___ DATA LISTING ___

//! # Knowledge Store Facade
//!
//! Idempotent persistence for every durable entity: tasks, subtasks,
//! operations, evidence, sources, and artifacts. All writes are
//! single-row upserts, so concurrent workers need no locking; the queue's
//! single-residency invariant means only one worker mutates a given task
//! at a time anyway.
//!
//! Two backends behind one enum, matching the messaging and queue layers:
//! `Postgres` for production, `InMemory` for tests and single-process
//! runs. Contracts enforced by both backends rather than by callers:
//!
//! - Title fields are clipped to 254 characters; missing titles become
//!   `"Untitled"`.
//! - A source URL maps to at most one row; rewrites merge missing fields,
//!   keep the longest extracted text, and advance `accessed_at`.
//! - Operation rows are immutable once `completed`/`failed`, apart from a
//!   single idempotent retry-marker write.
//! - Tasks never leave a terminal status.

use std::collections::HashMap;

use serde_json::Value;

use nexus_shared::types::{
    Artifact, JobEnvelope, NewSource, OperationEvidence, OperationStatus, ResearchTask, Source,
    Subtask, TaskOperation, TaskStatus,
};
use nexus_shared::NexusResult;

use crate::memory::InMemoryStore;
use crate::postgres::PostgresStore;

/// Literal token required by [`KnowledgeStore::purge_all`].
pub const PURGE_CONFIRMATION_TOKEN: &str = "DELETE ALL DATA";

/// Knowledge-store backend, enum-dispatched.
#[derive(Debug, Clone)]
pub enum KnowledgeStore {
    Postgres(PostgresStore),
    InMemory(InMemoryStore),
}

impl KnowledgeStore {
    /// Initialize the PostgreSQL pool (once per process) and run
    /// migrations.
    pub async fn connect(database_url: &str) -> NexusResult<Self> {
        Ok(Self::Postgres(PostgresStore::connect(database_url).await?))
    }

    /// In-memory backend for tests and single-process runs.
    pub fn new_in_memory() -> Self {
        Self::InMemory(InMemoryStore::new())
    }

    pub fn provider_name(&self) -> &'static str {
        match self {
            Self::Postgres(_) => "postgres",
            Self::InMemory(_) => "in_memory",
        }
    }

    /// True when the backend can execute a trivial round-trip.
    pub async fn health_check(&self) -> bool {
        match self {
            Self::Postgres(s) => s.health_check().await,
            Self::InMemory(_) => true,
        }
    }

    pub async fn close(&self) {
        if let Self::Postgres(s) = self {
            s.close().await;
        }
    }

    // =========================================================================
    // Tasks
    // =========================================================================

    pub async fn upsert_task(&self, task: &ResearchTask) -> NexusResult<()> {
        match self {
            Self::Postgres(s) => s.upsert_task(task).await,
            Self::InMemory(s) => {
                s.upsert_task(task);
                Ok(())
            }
        }
    }

    /// Create the task row from a queue envelope if absent. Safe under
    /// duplicate delivery of the same task id.
    pub async fn ensure_task_from_envelope(&self, job: &JobEnvelope) -> NexusResult<ResearchTask> {
        match self {
            Self::Postgres(s) => s.ensure_task_from_envelope(job).await,
            Self::InMemory(s) => Ok(s.ensure_task_from_envelope(job)),
        }
    }

    pub async fn get_task(&self, task_id: &str) -> NexusResult<Option<ResearchTask>> {
        match self {
            Self::Postgres(s) => s.get_task(task_id).await,
            Self::InMemory(s) => Ok(s.get_task(task_id)),
        }
    }

    pub async fn list_tasks(&self, limit: i64) -> NexusResult<Vec<ResearchTask>> {
        match self {
            Self::Postgres(s) => s.list_tasks(limit).await,
            Self::InMemory(s) => Ok(s.list_tasks(limit.max(0) as usize)),
        }
    }

    /// Transition a task's status. Returns `false` (writing nothing) when
    /// the task is already terminal.
    pub async fn update_task_status(
        &self,
        task_id: &str,
        status: TaskStatus,
    ) -> NexusResult<bool> {
        match self {
            Self::Postgres(s) => s.update_task_status(task_id, status).await,
            Self::InMemory(s) => Ok(s.update_task_status(task_id, status)),
        }
    }

    pub async fn complete_task(
        &self,
        task_id: &str,
        results: Option<Value>,
        summary: Option<Value>,
        reasoning: Option<Value>,
    ) -> NexusResult<()> {
        match self {
            Self::Postgres(s) => s.complete_task(task_id, results, summary, reasoning).await,
            Self::InMemory(s) => {
                s.complete_task(task_id, results, summary, reasoning);
                Ok(())
            }
        }
    }

    pub async fn fail_task(&self, task_id: &str, error: &str, category: &str) -> NexusResult<()> {
        match self {
            Self::Postgres(s) => s.fail_task(task_id, error, category).await,
            Self::InMemory(s) => {
                s.fail_task(task_id, error, category);
                Ok(())
            }
        }
    }

    pub async fn record_task_error(&self, task_id: &str, error: &str) -> NexusResult<()> {
        match self {
            Self::Postgres(s) => s.record_task_error(task_id, error).await,
            Self::InMemory(s) => {
                s.record_task_error(task_id, error);
                Ok(())
            }
        }
    }

    // =========================================================================
    // Subtasks
    // =========================================================================

    pub async fn upsert_subtask(&self, subtask: &Subtask) -> NexusResult<()> {
        match self {
            Self::Postgres(s) => s.upsert_subtask(subtask).await,
            Self::InMemory(s) => {
                s.upsert_subtask(subtask);
                Ok(())
            }
        }
    }

    pub async fn subtasks_for_task(&self, task_id: &str) -> NexusResult<Vec<Subtask>> {
        match self {
            Self::Postgres(s) => s.subtasks_for_task(task_id).await,
            Self::InMemory(s) => Ok(s.subtasks_for_task(task_id)),
        }
    }

    // =========================================================================
    // Operations
    // =========================================================================

    pub async fn open_operation(&self, task_id: &str, stage: &str) -> NexusResult<TaskOperation> {
        match self {
            Self::Postgres(s) => s.open_operation(task_id, stage).await,
            Self::InMemory(s) => Ok(s.open_operation(task_id, stage)),
        }
    }

    pub async fn find_operation(
        &self,
        task_id: &str,
        stage: &str,
    ) -> NexusResult<Option<TaskOperation>> {
        match self {
            Self::Postgres(s) => s.find_operation(task_id, stage).await,
            Self::InMemory(s) => Ok(s.find_operation(task_id, stage)),
        }
    }

    /// Replay-safety check: whether a completed operation row already
    /// exists for this (task, stage) pair.
    pub async fn stage_already_completed(&self, task_id: &str, stage: &str) -> NexusResult<bool> {
        match self {
            Self::Postgres(s) => s.stage_already_completed(task_id, stage).await,
            Self::InMemory(s) => Ok(s.stage_already_completed(task_id, stage)),
        }
    }

    /// Close a running operation with a final status. Rejected once the
    /// row is final.
    pub async fn close_operation(
        &self,
        operation_id: &str,
        status: OperationStatus,
        error: Option<&str>,
        counts: &HashMap<String, i64>,
    ) -> NexusResult<()> {
        match self {
            Self::Postgres(s) => s.close_operation(operation_id, status, error, counts).await,
            Self::InMemory(s) => s.close_operation(operation_id, status, error, counts),
        }
    }

    /// The single post-final write an operation accepts: an idempotent
    /// retry marker.
    pub async fn mark_operation_retried(&self, operation_id: &str) -> NexusResult<()> {
        match self {
            Self::Postgres(s) => s.mark_operation_retried(operation_id).await,
            Self::InMemory(s) => {
                s.mark_operation_retried(operation_id);
                Ok(())
            }
        }
    }

    // =========================================================================
    // Evidence
    // =========================================================================

    pub async fn append_evidence(&self, evidence: &OperationEvidence) -> NexusResult<()> {
        match self {
            Self::Postgres(s) => s.append_evidence(evidence).await,
            Self::InMemory(s) => {
                s.append_evidence(evidence);
                Ok(())
            }
        }
    }

    pub async fn evidence_for_operation(
        &self,
        operation_id: &str,
    ) -> NexusResult<Vec<OperationEvidence>> {
        match self {
            Self::Postgres(s) => s.evidence_for_operation(operation_id).await,
            Self::InMemory(s) => Ok(s.evidence_for_operation(operation_id)),
        }
    }

    // =========================================================================
    // Sources
    // =========================================================================

    /// Upsert by URL; never inserts a duplicate row.
    pub async fn upsert_source(&self, new_source: NewSource) -> NexusResult<Source> {
        match self {
            Self::Postgres(s) => s.upsert_source(new_source).await,
            Self::InMemory(s) => Ok(s.upsert_source(new_source)),
        }
    }

    pub async fn get_source_by_url(&self, url: &str) -> NexusResult<Option<Source>> {
        match self {
            Self::Postgres(s) => s.get_source_by_url(url).await,
            Self::InMemory(s) => Ok(s.get_source_by_url(url)),
        }
    }

    pub async fn count_sources(&self) -> NexusResult<i64> {
        match self {
            Self::Postgres(s) => s.count_sources().await,
            Self::InMemory(s) => Ok(s.count_sources()),
        }
    }

    // =========================================================================
    // Artifacts
    // =========================================================================

    pub async fn create_artifact(&self, artifact: &Artifact) -> NexusResult<()> {
        match self {
            Self::Postgres(s) => s.create_artifact(artifact).await,
            Self::InMemory(s) => {
                s.create_artifact(artifact);
                Ok(())
            }
        }
    }

    pub async fn artifacts_for_task(&self, task_id: &str) -> NexusResult<Vec<Artifact>> {
        match self {
            Self::Postgres(s) => s.artifacts_for_task(task_id).await,
            Self::InMemory(s) => Ok(s.artifacts_for_task(task_id)),
        }
    }

    // =========================================================================
    // Admin
    // =========================================================================

    /// Delete everything. Refuses without the literal confirmation token.
    pub async fn purge_all(&self, confirmation_token: &str) -> NexusResult<()> {
        match self {
            Self::Postgres(s) => s.purge_all(confirmation_token).await,
            Self::InMemory(s) => {
                if confirmation_token != PURGE_CONFIRMATION_TOKEN {
                    return Err(nexus_shared::NexusError::ConfirmationRequired(
                        "store purge".to_string(),
                    ));
                }
                s.purge();
                Ok(())
            }
        }
    }
}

___

All lines of the records above that contain the word "fields" are to be copied out.

//! - Title fields are clipped to 254 characters; missing titles become
//! - A source URL maps to at most one row; rewrites merge missing fields,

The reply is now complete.